A month passed. Three weeks of that month, Dean and Sam were on the road. Sam’s hallucinations continued daily and Dean, desperate to find some sort of pattern and therefore anticipate them, began to chart them in earnest. The average appeared to be two a day, usually Lucifer and sometimes lasting half the day, which was an increase in length save that one day when Dean had confronted Sam over them. Occasionally, the cryptic Chuck hallucination appeared, telling Sam things like ‘focus’ and ‘look at it all objectively and you’ll see it’.

Focus on what? Look and see what? What was he supposed to be seeing? Was it something about Castiel or something about himself? Could be either, both together, or neither. Chuck seemed to be trying to give Sam some sort of direction, but it’d be far more helpful if the hallucination would say things straight. The idea that one hallucination could be warning Sam about the other stayed with Dean, an idea he couldn’t shake. Sam had indicated that Lucifer wasn’t aware of the second hallucination. That alone brought up more questions about the working of Sam’s mind at present, questions Dean had no answer for. He still had no idea what Chuck was supposed to represent -- if anything.

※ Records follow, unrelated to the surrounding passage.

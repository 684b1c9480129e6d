//! In-process fetcher for tests.
//!
//! Routes are keyed by URL path. Unrouted paths answer `404`.

use std::sync::atomic::{AtomicBool, AtomicUsize, Ordering};
use std::sync::Mutex;
use std::time::Duration;

use async_trait::async_trait;
use bytes::Bytes;
use hashbrown::HashMap;
use http::{HeaderName, HeaderValue, StatusCode};
use url::Url;

use crate::{Fetcher, NetError, Request, Response};

#[derive(Debug, Clone)]
enum Reply {
    Respond(Response),
    Fail,
}

/// Counting fake network.
#[derive(Debug, Default)]
pub struct MockFetcher {
    routes: Mutex<HashMap<String, Reply>>,
    offline: AtomicBool,
    delay: Mutex<Option<Duration>>,
    calls: AtomicUsize,
    log: Mutex<Vec<Url>>,
}

impl MockFetcher {
    pub fn new() -> Self {
        Self::default()
    }

    /// Answer `path` with `status` and `body`.
    pub fn route(&self, path: &str, status: u16, body: impl Into<Bytes>) -> &Self {
        self.route_with_headers(path, status, &[], body)
    }

    /// Answer `path` with `status`, `headers` and `body`.
    pub fn route_with_headers(
        &self,
        path: &str,
        status: u16,
        headers: &[(&str, &str)],
        body: impl Into<Bytes>,
    ) -> &Self {
        let status = StatusCode::from_u16(status).expect("valid status code");
        let mut response = Response::new(status, body);
        for (name, value) in headers {
            response = response.with_header(
                HeaderName::try_from(*name).expect("valid header name"),
                HeaderValue::try_from(*value).expect("valid header value"),
            );
        }
        self.routes
            .lock()
            .expect("mock routes poisoned")
            .insert(path.to_string(), Reply::Respond(response));
        self
    }

    /// Make `path` fail with a connection error.
    pub fn fail(&self, path: &str) -> &Self {
        self.routes
            .lock()
            .expect("mock routes poisoned")
            .insert(path.to_string(), Reply::Fail);
        self
    }

    /// Fail every request while `offline` is set.
    pub fn set_offline(&self, offline: bool) {
        self.offline.store(offline, Ordering::SeqCst);
    }

    /// Delay every response.
    pub fn set_delay(&self, delay: Option<Duration>) {
        *self.delay.lock().expect("mock delay poisoned") = delay;
    }

    /// Total fetch calls, failed ones included.
    pub fn call_count(&self) -> usize {
        self.calls.load(Ordering::SeqCst)
    }

    /// Fetch calls whose URL path equals `path`.
    pub fn calls_to(&self, path: &str) -> usize {
        self.log
            .lock()
            .expect("mock log poisoned")
            .iter()
            .filter(|url| url.path() == path)
            .count()
    }
}

#[async_trait]
impl Fetcher for MockFetcher {
    async fn fetch(&self, request: &Request) -> Result<Response, NetError> {
        self.calls.fetch_add(1, Ordering::SeqCst);
        self.log
            .lock()
            .expect("mock log poisoned")
            .push(request.url.clone());

        let delay = *self.delay.lock().expect("mock delay poisoned");
        if let Some(delay) = delay {
            tokio::time::sleep(delay).await;
        }

        if self.offline.load(Ordering::SeqCst) {
            return Err(NetError::ConnectionFailed("network is offline".into()));
        }

        let reply = self
            .routes
            .lock()
            .expect("mock routes poisoned")
            .get(request.url.path())
            .cloned();

        match reply {
            Some(Reply::Respond(mut response)) => {
                response.url = Some(request.url.clone());
                Ok(response)
            }
            Some(Reply::Fail) => Err(NetError::ConnectionFailed(format!(
                "connection refused: {}",
                request.url
            ))),
            None => Ok(Response::new(StatusCode::NOT_FOUND, "not found")),
        }
    }
}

If Sam wasn’t hallucinating people, he was hallucinating hell itself. He’d admitted to thinking their motel room was on fire more than once and had thought he was being tortured by not just Lucifer, but Michael as well. His description of being tormented by two pissed off archangels had given Dean flashbacks to Alistair’s attentions. They’d had to leave that motel. Constant screaming in the middle of the night hadn’t endeared them to anyone there.

They kept on the move those weeks, stopping only when a case presented itself, Dean reluctant to head back to Bobby’s and the whole crap storm that was waiting there. That’s what the situation with Jo was, a crap storm that could bury them all if he and Jo were unable to convince Cas they were complying with his orders.

Castiel didn’t like it when his orders weren’t obeyed. He liked to play the wrathful God card and was getting rather good at it.

If Dean wasn’t dreaming about hell, syncing nicely with Sam’s nightmares and hallucinations, he was dreaming about all the things that could go wrong with Jo and Ellen, especially Jo.

He hadn’t planned on kissing her, not like that. He’d known they had to sell the ‘relationship’ to Castiel, yet a part of him hadn’t understood what actually kissing her meant.

Dean turned his face into the shower spray and let the water wash down him.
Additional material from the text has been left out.